I almost had to trick myself into writing this meditation. It has to be done. Last December, on a weekend vacation with the family, there was an indoor pool at the hotel. Swimming sounded grand, but a bathing suit sounded ridiculous. These thighs? This postpartum belly? Quickly I slipped into self-abusive thoughts that are only affirmed by the media’s portrayal of what is beautiful.
Hold the phone. I know what is beautiful. A nursing babe, having the nourishment to provide her well. That in itself is a blessing. With a child’s head in my lap as I stroke his/her beautiful hair, I’ve been told my legs are soft and make good pillows. My husband love my curves and luscious lips, and he loves gazing into my eyes. I’ve been told I have a beautiful smile, which I know is contagious — airborne it even spreads to strangers.
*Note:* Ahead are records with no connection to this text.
//! Layer model.

use serde_json::Value;

/// What a layer renders.
#[derive(Debug, Clone, PartialEq, Eq)]
pub enum LayerKind {
    /// A data layer backed by a SQL query and styled with CartoCSS.
    Data {
        /// SQL query selecting the layer's rows.
        sql: String,
        /// CartoCSS stylesheet applied to the query result.
        cartocss: String,
    },
    /// A tiled base layer fetched from a fixed URL template.
    Tiled {
        /// Tile URL template with `{z}/{x}/{y}` placeholders.
        url_template: String,
    },
}

impl LayerKind {
    /// Wire type tag for this layer kind.
    pub fn type_tag(&self) -> &'static str {
        match self {
            LayerKind::Data { .. } => "cartodb",
            LayerKind::Tiled { .. } => "tiled",
        }
    }
}

/// A single renderable data/style definition shown on a map.
///
/// Created by application code and registered through the engine. The
/// `tile_url_template`, `metadata` and `error` attributes are derived state
/// written only during reconciliation of a server response.
#[derive(Debug, Clone)]
pub struct Layer {
    id: String,
    kind: LayerKind,
    visible: bool,
    tile_url_template: Option<String>,
    metadata: Option<Value>,
    error: Option<String>,
}

impl Layer {
    /// Creates a data layer from a SQL query and a CartoCSS stylesheet.
    pub fn data(id: impl Into<String>, sql: impl Into<String>, cartocss: impl Into<String>) -> Self {
        Self {
            id: id.into(),
            kind: LayerKind::Data {
                sql: sql.into(),
                cartocss: cartocss.into(),
            },
            visible: true,
            tile_url_template: None,
            metadata: None,
            error: None,
        }
    }

    /// Creates a tiled base layer from a URL template.
    pub fn tiled(id: impl Into<String>, url_template: impl Into<String>) -> Self {
        Self {
            id: id.into(),
            kind: LayerKind::Tiled {
                url_template: url_template.into(),
            },
            visible: true,
            tile_url_template: None,
            metadata: None,
            error: None,
        }
    }

    /// Stable identifier of this layer.
    pub fn id(&self) -> &str {
        &self.id
    }

    /// The layer's definition kind.
    pub fn kind(&self) -> &LayerKind {
        &self.kind
    }

    /// Whether the layer is currently visible.
    pub fn is_visible(&self) -> bool {
        self.visible
    }

    /// Shows or hides the layer.
    pub fn set_visible(&mut self, visible: bool) {
        self.visible = visible;
    }

    /// Tile URL template assigned by the last successful instantiation.
    pub fn tile_url_template(&self) -> Option<&str> {
        self.tile_url_template.as_deref()
    }

    /// Server metadata returned for this layer by the last instantiation.
    pub fn metadata(&self) -> Option<&Value> {
        self.metadata.as_ref()
    }

    /// Error recorded for this layer by the last reload, if any.
    pub fn error(&self) -> Option<&str> {
        self.error.as_deref()
    }

    /// Applies server-derived attributes. Clears any prior error.
    pub(crate) fn apply_instantiation(&mut self, tile_url_template: String, metadata: Value) {
        self.tile_url_template = Some(tile_url_template);
        self.metadata = Some(metadata);
        self.error = None;
    }

    /// Marks this layer with an error without clearing prior derived state.
    pub(crate) fn set_error(&mut self, error: String) {
        self.error = Some(error);
    }
}

#[cfg(test)]
mod tests {
    use super::*;
    use serde_json::json;

    #[test]
    fn test_data_layer_has_cartodb_type_tag() {
        let layer = Layer::data("l1", "SELECT * FROM t", "#layer {}");
        assert_eq!(layer.kind().type_tag(), "cartodb");
        assert!(layer.is_visible());
    }

    #[test]
    fn test_apply_instantiation_clears_error() {
        let mut layer = Layer::data("l1", "SELECT * FROM t", "#layer {}");
        layer.set_error("boom".to_string());
        assert!(layer.error().is_some());

        layer.apply_instantiation("https://tiles/{z}/{x}/{y}.png".to_string(), json!({}));
        assert!(layer.error().is_none());
        assert_eq!(
            layer.tile_url_template(),
            Some("https://tiles/{z}/{x}/{y}.png")
        );
    }

    #[test]
    fn test_set_error_keeps_prior_derived_state() {
        let mut layer = Layer::data("l1", "SELECT * FROM t", "#layer {}");
        layer.apply_instantiation("https://tiles/{z}/{x}/{y}.png".to_string(), json!({"ok": 1}));

        layer.set_error("server down".to_string());
        assert_eq!(layer.error(), Some("server down"));
        assert!(layer.tile_url_template().is_some());
        assert!(layer.metadata().is_some());
    }
}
What my body needs is appreciation. I take all of what I have for granted, to feel beautiful is easy if we can remember what a blessing it is to have food and drink and full capacity of the body we have, even if it’s not traditional — whatever that means! Who wants to be stereotypical? I like my soft legs; I just don’t want to have a queen size pillow there.
My body needs a healthy diet and exercise as a token of my appreciation. I know I would be rewarded in many ways. Toned, energetic, vibrant. Why is it so much more easily said than done? I know what is good for me and what’s not. One key is support. I don’t need a cohort in crime. Many of my lady friends agree with me, or understand even, the chocolate passion. What I have to seek out is someone who will help me savor and enjoy moderation.
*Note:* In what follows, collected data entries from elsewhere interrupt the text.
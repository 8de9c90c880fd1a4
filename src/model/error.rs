//! Registry error types.

use thiserror::Error;

/// Errors raised by the layer/dataview registries.
#[derive(Debug, Clone, PartialEq, Eq, Error)]
pub enum RegistryError {
    /// A member with this id is already registered.
    #[error("duplicate id in registry: {0}")]
    DuplicateId(String),
}
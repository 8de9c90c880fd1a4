//! Maps API wire layer.
//!
//! Everything that crosses the network boundary lives here: the transport
//! client abstraction, the ephemeral request value object, the serde model
//! of the server's instantiation response, and the two payload serializers
//! (anonymous and named).

mod client;
mod error;
mod request;
mod response;
pub mod serializer;

pub use client::{MapsApiClient, ReqwestMapsClient};
pub use error::TransportError;
pub use request::{instantiation_url, MapRequest, RequestParams};
pub use response::{
    DataviewMetadata, DataviewUrls, LayerMetadata, MapResponse, Response, ResponseMetadata,
};
pub use serializer::{MapSerializer, SerializationError};

#[cfg(test)]
pub use client::tests::MockMapsClient;
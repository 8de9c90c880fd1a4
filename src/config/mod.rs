//! Configuration types for the MapLink engine.
//!
//! Settings are captured once at engine construction and shared read-only
//! by every request for the engine's lifetime. These are pure data types;
//! validation happens when the engine is built.

mod settings;

pub use settings::{Credentials, EngineSettings};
I don’t want a diet and a regime. I’ll avoid those like the plague. I want a heart-feeding feast, a soul-quenching menu that will indeed include a monthly truffle. I’ll find an expressive, meditative activity that will boost and release energy, awakening my slumbering muscles.
I would have put on my suit and gone swimming, if I had had the courage to pack it. I am beautiful. There’s just more beauty there to be tapped. Nothing a little attention and persistence can’t fix.